The “brain chip”
Dr. K. Rohiniprasad
The brain is being invaded by the all-pervasive silicon chip at last. American scientists have cultured colonies of rat nerve cells on silicon semiconductor substrate. Rat hippocampus cells connect with electrodes on the silicon to form a "bionic chip". It duplicates activity patterns of sections of the hippocampus. These chips are composite, containing numerous separate components, each of which acts like a single cell. It is hoped that hybrid brain-electronic systems of this type may soon help us understand the process by which brains perform complex functions, including specific pattern recognition. Scientists hope to implant similar chips into living brains as both experimental instruments and eventually as prostheses. Once the initial trials are complete, the researchers can begin tests on monkeys where they prevent parts of the hippocampus from working and by-pass it with the chip. Such systems may also form part of a new generation of chemical detectors. Others plan to use the wired colonies of cells in the study of the effects of the hormone oestrogen and allied substances on the brain.

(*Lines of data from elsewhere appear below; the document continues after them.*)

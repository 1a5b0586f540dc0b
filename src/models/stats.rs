use serde::{Deserialize, Serialize};

use super::activity::ActivityType;

/// Per-type counters. Every type is always present on the wire, zero-filled.
#[derive(Debug, Clone, Copy, Default, PartialEq, Eq, Serialize, Deserialize)]
pub struct ByType {
    pub breathing: u64,
    pub journal: u64,
    pub gummies: u64,
    pub rollon: u64,
}

impl ByType {
    pub fn increment(&mut self, activity_type: ActivityType) {
        *self.slot_mut(activity_type) += 1;
    }

    pub fn get(&self, activity_type: ActivityType) -> u64 {
        match activity_type {
            ActivityType::Breathing => self.breathing,
            ActivityType::Journal => self.journal,
            ActivityType::Gummies => self.gummies,
            ActivityType::Rollon => self.rollon,
        }
    }

    pub fn sum(&self) -> u64 {
        ActivityType::ALL.iter().map(|t| self.get(*t)).sum()
    }

    fn slot_mut(&mut self, activity_type: ActivityType) -> &mut u64 {
        match activity_type {
            ActivityType::Breathing => &mut self.breathing,
            ActivityType::Journal => &mut self.journal,
            ActivityType::Gummies => &mut self.gummies,
            ActivityType::Rollon => &mut self.rollon,
        }
    }
}

#[derive(Debug, Clone, Copy, Default, PartialEq, Eq, Serialize, Deserialize)]
#[serde(rename_all = "camelCase")]
pub struct ActivityStats {
    pub total: u64,
    pub by_type: ByType,
    pub this_week: u64,
    pub this_month: u64,
    pub streak: u32,
}

#[derive(Debug, Clone, PartialEq, Serialize, Deserialize)]
pub struct CortisolPoint {
    /// Calendar day key, `YYYY-MM-DD`.
    pub date: String,
    pub value: f64,
}

/// Lookback window for the cortisol chart.
#[derive(Debug, Clone, Copy, PartialEq, Eq, Default, Serialize, Deserialize)]
pub enum CortisolPeriod {
    #[default]
    #[serde(rename = "7d")]
    Week,
    #[serde(rename = "30d")]
    Month,
    #[serde(rename = "90d")]
    Quarter,
}

impl CortisolPeriod {
    /// Unrecognized input falls back to `7d`.
    pub fn parse_lenient(raw: Option<&str>) -> Self {
        match raw {
            Some("30d") => CortisolPeriod::Month,
            Some("90d") => CortisolPeriod::Quarter,
            _ => CortisolPeriod::Week,
        }
    }

    pub fn as_str(&self) -> &'static str {
        match self {
            CortisolPeriod::Week => "7d",
            CortisolPeriod::Month => "30d",
            CortisolPeriod::Quarter => "90d",
        }
    }

    pub fn days(&self) -> i64 {
        match self {
            CortisolPeriod::Week => 7,
            CortisolPeriod::Month => 30,
            CortisolPeriod::Quarter => 90,
        }
    }
}

/// `period` echoes the client's query value as sent, even when it was not
/// recognized and the window fell back to `7d`.
#[derive(Debug, Serialize)]
pub struct CortisolSeries {
    pub period: String,
    pub data: Vec<CortisolPoint>,
}
//! Transparent asset generation CLI
//!
//! `generate` runs a batch against the HTTP backend; `recover` performs
//! offline alpha recovery from two existing renders.

use super::config::{CliConfigBuilder, ReferenceSpec};
use crate::{
    backends::GeminiBackend,
    compositing::{reconcile, recover_alpha_with},
    config::DualmatteConfig,
    request::{AspectRatio, SizeClass},
    scheduler::{BatchReport, BatchScheduler},
    services::{
        BatchTally, ProgressReporter, ProgressUpdate, RasterCodec, SlotOutcome, SlotSettlement,
    },
    tracing_config::{init_cli_tracing, spans},
};
use anyhow::{Context, Result};
use clap::{Args, Parser, Subcommand};
use indicatif::{ProgressBar, ProgressStyle};
use std::path::{Path, PathBuf};
use std::sync::Arc;
use tracing::{info, warn, Instrument};

/// Generate transparent assets from opaque image models
#[derive(Parser, Debug)]
#[command(author, version, about, long_about = None)]
#[command(name = "dualmatte")]
pub struct Cli {
    /// Enable verbose logging (-v: DEBUG, -vv: TRACE)
    #[arg(short, long, action = clap::ArgAction::Count, global = true)]
    pub verbose: u8,

    /// Configuration file [default: <config dir>/dualmatte/config.json]
    #[arg(long, value_name = "PATH", global = true)]
    pub config: Option<PathBuf>,

    /// Emit logs as JSON (requires the tracing-json feature; compact text otherwise)
    #[arg(long, global = true)]
    pub json_logs: bool,

    #[command(subcommand)]
    pub command: Command,
}

#[derive(Subcommand, Debug)]
pub enum Command {
    /// Generate a batch of assets from one prompt
    Generate(GenerateArgs),
    /// Recover a transparent asset from existing white and black renders
    Recover(RecoverArgs),
}

#[derive(Args, Debug)]
pub struct GenerateArgs {
    /// Subject description
    #[arg(short, long)]
    pub prompt: String,

    /// Number of variants to generate concurrently
    #[arg(short = 'n', long, default_value_t = 1)]
    pub count: usize,

    /// Skip the background swap and keep the opaque render
    #[arg(long)]
    pub opaque: bool,

    /// Output size class (1K, 2K, 4K)
    #[arg(long, default_value = "1K")]
    pub size: SizeClass,

    /// Aspect ratio (1:1, 2:3, 3:2, 3:4, 4:3, 4:5, 5:4, 9:16, 16:9, 21:9)
    #[arg(long, default_value = "1:1")]
    pub aspect: AspectRatio,

    /// Model identifier [default: from configuration]
    #[arg(short, long)]
    pub model: Option<String>,

    /// Reference image as PATH[:TAG[:STRENGTH]], repeatable
    #[arg(short = 'r', long = "reference", value_name = "PATH[:TAG[:STRENGTH]]")]
    pub references: Vec<ReferenceSpec>,

    /// Output directory for asset-<n>.png files
    #[arg(short, long, value_name = "DIR")]
    pub output: PathBuf,
}

#[derive(Args, Debug)]
pub struct RecoverArgs {
    /// Render of the subject over pure white
    #[arg(long, value_name = "PATH")]
    pub white: PathBuf,

    /// Render of the same subject over pure black
    #[arg(long, value_name = "PATH")]
    pub black: PathBuf,

    /// Output PNG path
    #[arg(short, long, value_name = "PATH")]
    pub output: PathBuf,
}

pub async fn main() -> Result<()> {
    let cli = Cli::parse();

    init_cli_tracing(cli.verbose, cli.json_logs).context("Failed to initialize tracing")?;

    let config = DualmatteConfig::load_or_default(cli.config.as_deref())
        .context("Failed to load configuration")?;

    match &cli.command {
        Command::Generate(args) => run_generate(args, &config).await,
        Command::Recover(args) => run_recover(args, &config),
    }
}

/// Progress bar over settled slots
struct BatchProgressBar {
    bar: ProgressBar,
}

impl BatchProgressBar {
    fn new(total: usize) -> Self {
        let bar = ProgressBar::new(total as u64);
        let style = ProgressStyle::default_bar()
            .template("{spinner:.green} [{elapsed_precise}] [{bar:40.cyan/blue}] {pos}/{len} {msg}")
            .unwrap_or_else(|_| ProgressStyle::default_bar())
            .progress_chars("#>-");
        bar.set_style(style);
        bar.enable_steady_tick(std::time::Duration::from_millis(120));
        Self { bar }
    }
}

impl ProgressReporter for BatchProgressBar {
    fn report_progress(&self, update: ProgressUpdate) {
        self.bar
            .set_message(format!("#{}: {}", update.ordinal, update.label));
    }

    fn report_slot_settled(&self, settlement: SlotSettlement) {
        if let SlotOutcome::Failed { message, .. } = &settlement.outcome {
            self.bar
                .println(format!("❌ asset {} failed: {}", settlement.ordinal, message));
        }
        self.bar.inc(1);
    }

    fn report_batch_completion(&self, tally: BatchTally) {
        self.bar.finish_with_message(format!(
            "{} done, {} failed, {} cancelled",
            tally.succeeded, tally.failed, tally.cancelled
        ));
    }
}

async fn run_generate(args: &GenerateArgs, config: &DualmatteConfig) -> Result<()> {
    let request = CliConfigBuilder::generation_request(args, config)?;
    let transparent = !args.opaque;
    let span = spans::generate(&request.model, args.count, transparent);

    let backend = GeminiBackend::new(config.gemini.clone()).context("Failed to create model backend")?;
    let scheduler = BatchScheduler::new(Arc::new(backend), config.batch.clone())
        .context("Invalid batch configuration")?;
    let (handle, prepared) = scheduler
        .prepare(request, args.count, transparent)
        .context("Failed to prepare batch")?;

    std::fs::create_dir_all(&args.output).with_context(|| {
        format!("Failed to create output directory: {}", args.output.display())
    })?;

    let abort = handle.clone();
    let interrupt = tokio::spawn(async move {
        if tokio::signal::ctrl_c().await.is_ok() {
            warn!("Interrupted; aborting in-flight requests");
            abort.abort();
        }
    });

    let progress = Arc::new(BatchProgressBar::new(args.count));
    let report = prepared.run(progress).instrument(span).await;
    interrupt.abort();

    let written = write_assets(&report, &args.output)?;
    for failure in &report.failures {
        eprintln!(
            "❌ asset {} ({}): {}",
            failure.ordinal, failure.kind, failure.message
        );
    }

    let tally = report.tally();
    info!(
        written,
        failed = tally.failed,
        cancelled = tally.cancelled,
        output = %args.output.display(),
        "Batch finished"
    );

    if handle.is_aborted() {
        anyhow::bail!("Batch aborted; {} of {} assets written", written, tally.total);
    }
    if report.assets.is_empty() {
        anyhow::bail!("No assets were produced");
    }
    Ok(())
}

fn asset_path(output_dir: &Path, ordinal: usize) -> PathBuf {
    output_dir.join(format!("asset-{}.png", ordinal))
}

fn write_assets(report: &BatchReport, output_dir: &Path) -> Result<usize> {
    for asset in &report.assets {
        let path = asset_path(output_dir, asset.ordinal);
        RasterCodec::save_png(&asset.image, &path)
            .with_context(|| format!("Failed to write {}", path.display()))?;
        println!("✅ {}", path.display());
    }
    Ok(report.assets.len())
}

pub(crate) fn run_recover(args: &RecoverArgs, config: &DualmatteConfig) -> Result<()> {
    let _span = spans::recover(&args.white, &args.black).entered();
    let pipeline = &config.batch.pipeline;

    let white = RasterCodec::load(&args.white)
        .with_context(|| format!("Failed to load {}", args.white.display()))?;
    let black = RasterCodec::load(&args.black)
        .with_context(|| format!("Failed to load {}", args.black.display()))?;

    let reconciled = reconcile(&white, black, pipeline.resample_filter)
        .context("Failed to match render dimensions")?;
    let asset = recover_alpha_with(&white, &reconciled.image, &pipeline.recovery)
        .context("Alpha recovery failed")?;

    RasterCodec::save_png(&asset, &args.output)
        .with_context(|| format!("Failed to write {}", args.output.display()))?;
    info!(
        output = %args.output.display(),
        width = asset.width(),
        height = asset.height(),
        resampled = reconciled.resampled,
        "Recovered transparent asset"
    );
    Ok(())
}

#[cfg(test)]
mod tests {
    use super::*;
    use crate::types::{PixelLayout, Provenance, RasterImage};

    #[test]
    fn test_parse_generate_arguments() {
        let cli = Cli::try_parse_from([
            "dualmatte",
            "-v",
            "generate",
            "--prompt",
            "a teapot",
            "-n",
            "3",
            "--size",
            "4k",
            "--aspect",
            "16:9",
            "-r",
            "ref.png:style:0.5",
            "--output",
            "out",
        ])
        .unwrap();

        assert_eq!(cli.verbose, 1);
        let Command::Generate(args) = cli.command else {
            panic!("expected generate");
        };
        assert_eq!(args.count, 3);
        assert!(!args.opaque);
        assert_eq!(args.size, SizeClass::FourK);
        assert_eq!(args.aspect, AspectRatio::Landscape16x9);
        assert_eq!(args.references.len(), 1);
        assert_eq!(args.output, PathBuf::from("out"));
    }

    #[test]
    fn test_invalid_values_are_rejected() {
        let result = Cli::try_parse_from([
            "dualmatte", "generate", "--prompt", "x", "--aspect", "7:3", "--output", "out",
        ]);
        assert!(result.is_err());

        let result = Cli::try_parse_from(["dualmatte", "generate", "--output", "out"]);
        assert!(result.is_err());
    }

    #[test]
    fn test_recover_writes_transparent_png() {
        let dir = tempfile::tempdir().unwrap();
        let white_path = dir.path().join("white.png");
        let black_path = dir.path().join("black.png");
        let output = dir.path().join("out").join("asset.png");

        // Left pixel opaque subject, right pixel background
        let white = RasterImage::new(
            2,
            1,
            PixelLayout::Rgb8,
            vec![40, 90, 160, 255, 255, 255],
            Provenance::External,
        )
        .unwrap();
        let black = RasterImage::new(
            2,
            1,
            PixelLayout::Rgb8,
            vec![40, 90, 160, 0, 0, 0],
            Provenance::External,
        )
        .unwrap();
        RasterCodec::save_png(&white, &white_path).unwrap();
        RasterCodec::save_png(&black, &black_path).unwrap();

        let args = RecoverArgs {
            white: white_path,
            black: black_path,
            output: output.clone(),
        };
        run_recover(&args, &DualmatteConfig::default()).unwrap();

        let recovered = RasterCodec::load(&output).unwrap();
        assert_eq!(recovered.layout(), PixelLayout::Rgba8);
        assert_eq!(recovered.pixel(0, 0), Some(&[40u8, 90, 160, 255][..]));
        assert_eq!(recovered.pixel(1, 0), Some(&[0u8, 0, 0, 0][..]));
    }

    #[test]
    fn test_recover_reports_missing_input() {
        let dir = tempfile::tempdir().unwrap();
        let args = RecoverArgs {
            white: dir.path().join("nope.png"),
            black: dir.path().join("nope2.png"),
            output: dir.path().join("out.png"),
        };
        assert!(run_recover(&args, &DualmatteConfig::default()).is_err());
    }

    #[test]
    fn test_asset_paths_follow_ordinal() {
        assert_eq!(
            asset_path(Path::new("out"), 3),
            PathBuf::from("out").join("asset-3.png")
        );
    }
}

The technique of culturing on silicon was developed over nearly two years. To make the chip scientists first dissociated about 80,000 of the cells of hippocampus from their intricate network of interconnections with each other and placed them as individual cells on a specially prepared silicon test bed fitted with a matrix of electrodes. In this process the cells affix themselves to the test bed and grow, sending out processes and reforming synaptic contacts with each other. They can live on the chips for months. Scientists have learned to make and use masks made by traditional photo-resist processes to "sculpt" the colonies into desired shapes by the proper use of the substrate coating to which the cells adhere. By this method colonies have been made on electronic contacts, encouraging some connections and preventing others. Thus the neurons can be made to grow only in certain directions and the electrode matrix the neurons grow on can serve as input device for the cells. It is possible to monitor their activity so that the spontaneous patterns of synaptic activity that occur with the neurons talking to each other can be observed. It is possible to try and find the algorithms that define their activity. The researchers can also stimulate the nerve cell colonies at any desired point, and then monitor the cellular chemical activity that takes place at the synapses of hippocampal neurons. This can be manipulated at the individual neuron level by administration of minute, precisely-measured quantities of substances to enhance or inhibit any given neurotransmitters. The "bionic chip" can eventually do information processing on its own.Some day, by actually implanting and interfacing a chip with living brain cells, scientists can get living cells to interact and talk to such chips. Such an implant might restore function lost by disease or injury. If someone with the prosthesis regains the ability to store new memories, then it is safe to assume that the brain chip works. Sceptics warn about major difficulties in taking out the existing hippocampus and implanting such devices since it could cause damage. Like heart transplants people may find the technology hard to accept at first. Right now the chip is "miles away" from being used in human brains.